━━━━━ Exercise data ━━━━━

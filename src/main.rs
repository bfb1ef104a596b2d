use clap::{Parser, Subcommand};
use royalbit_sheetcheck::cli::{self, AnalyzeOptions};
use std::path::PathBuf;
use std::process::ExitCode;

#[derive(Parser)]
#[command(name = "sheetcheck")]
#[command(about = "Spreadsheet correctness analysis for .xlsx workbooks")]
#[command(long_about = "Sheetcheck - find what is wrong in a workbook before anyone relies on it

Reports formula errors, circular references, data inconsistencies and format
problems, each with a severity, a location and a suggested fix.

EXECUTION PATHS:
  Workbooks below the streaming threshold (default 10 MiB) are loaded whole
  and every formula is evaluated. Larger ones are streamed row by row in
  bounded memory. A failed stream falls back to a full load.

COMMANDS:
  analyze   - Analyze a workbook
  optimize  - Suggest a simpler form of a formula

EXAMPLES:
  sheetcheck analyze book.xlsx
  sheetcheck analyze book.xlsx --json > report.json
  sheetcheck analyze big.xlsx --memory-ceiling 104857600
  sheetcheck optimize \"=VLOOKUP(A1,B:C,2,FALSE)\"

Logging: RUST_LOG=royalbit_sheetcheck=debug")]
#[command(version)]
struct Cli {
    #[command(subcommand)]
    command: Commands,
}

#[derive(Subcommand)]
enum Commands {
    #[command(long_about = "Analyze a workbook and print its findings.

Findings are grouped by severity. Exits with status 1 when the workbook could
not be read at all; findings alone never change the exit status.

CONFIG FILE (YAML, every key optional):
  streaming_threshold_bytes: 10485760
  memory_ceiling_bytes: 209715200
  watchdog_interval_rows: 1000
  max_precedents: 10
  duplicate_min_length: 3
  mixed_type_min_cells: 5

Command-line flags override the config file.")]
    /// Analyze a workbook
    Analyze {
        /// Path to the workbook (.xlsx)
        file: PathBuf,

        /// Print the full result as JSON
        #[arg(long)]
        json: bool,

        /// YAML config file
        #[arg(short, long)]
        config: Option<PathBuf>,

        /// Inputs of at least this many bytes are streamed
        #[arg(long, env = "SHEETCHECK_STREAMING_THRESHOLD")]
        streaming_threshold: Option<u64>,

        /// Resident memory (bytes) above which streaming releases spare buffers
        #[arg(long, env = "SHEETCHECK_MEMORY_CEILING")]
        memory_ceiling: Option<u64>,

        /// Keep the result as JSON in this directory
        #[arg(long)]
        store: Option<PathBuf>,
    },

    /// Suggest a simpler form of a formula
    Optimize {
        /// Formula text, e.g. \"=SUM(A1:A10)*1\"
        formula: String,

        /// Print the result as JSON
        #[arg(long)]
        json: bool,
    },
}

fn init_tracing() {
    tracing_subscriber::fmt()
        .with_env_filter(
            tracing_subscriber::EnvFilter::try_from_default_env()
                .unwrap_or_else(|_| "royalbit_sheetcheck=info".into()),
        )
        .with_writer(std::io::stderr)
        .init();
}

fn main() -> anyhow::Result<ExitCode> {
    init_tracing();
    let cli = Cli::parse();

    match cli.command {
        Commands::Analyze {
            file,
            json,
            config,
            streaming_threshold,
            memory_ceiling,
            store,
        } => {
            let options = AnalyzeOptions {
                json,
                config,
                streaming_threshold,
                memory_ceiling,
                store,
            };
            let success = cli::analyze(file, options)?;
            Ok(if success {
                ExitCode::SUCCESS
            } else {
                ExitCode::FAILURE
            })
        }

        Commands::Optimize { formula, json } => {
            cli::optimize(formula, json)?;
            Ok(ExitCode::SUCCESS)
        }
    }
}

━━━━━

Exercise requirements> Your answer must be the records themselves, output again exactly.

Answer box>
filename src/main.rs
repository bfb1ef104a596b2d
use clap::{Parser, Subcommand};
use royalbit_sheetcheck::cli::{self, AnalyzeOptions};
use std::path::PathBuf;
use std::process::ExitCode;

#[derive(Parser)]
#[command(name = "sheetcheck")]
#[command(about = "Spreadsheet correctness analysis for .xlsx workbooks")]
#[command(long_about = "Sheetcheck - find what is wrong in a workbook before anyone relies on it

Reports formula errors, circular references, data inconsistencies and format
problems, each with a severity, a location and a suggested fix.

EXECUTION PATHS:
  Workbooks below the streaming threshold (default 10 MiB) are loaded whole
  and every formula is evaluated. Larger ones are streamed row by row in
  bounded memory. A failed stream falls back to a full load.

COMMANDS:
  analyze   - Analyze a workbook
  optimize  - Suggest a simpler form of a formula

EXAMPLES:
  sheetcheck analyze book.xlsx
  sheetcheck analyze book.xlsx --json > report.json
  sheetcheck analyze big.xlsx --memory-ceiling 104857600
  sheetcheck optimize \"=VLOOKUP(A1,B:C,2,FALSE)\"

Logging: RUST_LOG=royalbit_sheetcheck=debug")]
#[command(version)]
struct Cli {
    #[command(subcommand)]
    command: Commands,
}

#[derive(Subcommand)]
enum Commands {
    #[command(long_about = "Analyze a workbook and print its findings.

Findings are grouped by severity. Exits with status 1 when the workbook could
not be read at all; findings alone never change the exit status.

CONFIG FILE (YAML, every key optional):
  streaming_threshold_bytes: 10485760
  memory_ceiling_bytes: 209715200
  watchdog_interval_rows: 1000
  max_precedents: 10
  duplicate_min_length: 3
  mixed_type_min_cells: 5

Command-line flags override the config file.")]
    /// Analyze a workbook
    Analyze {
        /// Path to the workbook (.xlsx)
        file: PathBuf,

        /// Print the full result as JSON
        #[arg(long)]
        json: bool,

        /// YAML config file
        #[arg(short, long)]
        config: Option<PathBuf>,

        /// Inputs of at least this many bytes are streamed
        #[arg(long, env = "SHEETCHECK_STREAMING_THRESHOLD")]
        streaming_threshold: Option<u64>,

        /// Resident memory (bytes) above which streaming releases spare buffers
        #[arg(long, env = "SHEETCHECK_MEMORY_CEILING")]
        memory_ceiling: Option<u64>,

        /// Keep the result as JSON in this directory
        #[arg(long)]
        store: Option<PathBuf>,
    },

    /// Suggest a simpler form of a formula
    Optimize {
        /// Formula text, e.g. \"=SUM(A1:A10)*1\"
        formula: String,

        /// Print the result as JSON
        #[arg(long)]
        json: bool,
    },
}

fn init_tracing() {
    tracing_subscriber::fmt()
        .with_env_filter(
            tracing_subscriber::EnvFilter::try_from_default_env()
                .unwrap_or_else(|_| "royalbit_sheetcheck=info".into()),
        )
        .with_writer(std::io::stderr)
        .init();
}

fn main() -> anyhow::Result<ExitCode> {
    init_tracing();
    let cli = Cli::parse();

    match cli.command {
        Commands::Analyze {
            file,
            json,
            config,
            streaming_threshold,
            memory_ceiling,
            store,
        } => {
            let options = AnalyzeOptions {
                json,
                config,
                streaming_threshold,
                memory_ceiling,
                store,
            };
            let success = cli::analyze(file, options)?;
            Ok(if success {
                ExitCode::SUCCESS
            } else {
                ExitCode::FAILURE
            })
        }

        Commands::Optimize { formula, json } => {
            cli::optimize(formula, json)?;
            Ok(ExitCode::SUCCESS)
        }
    }
}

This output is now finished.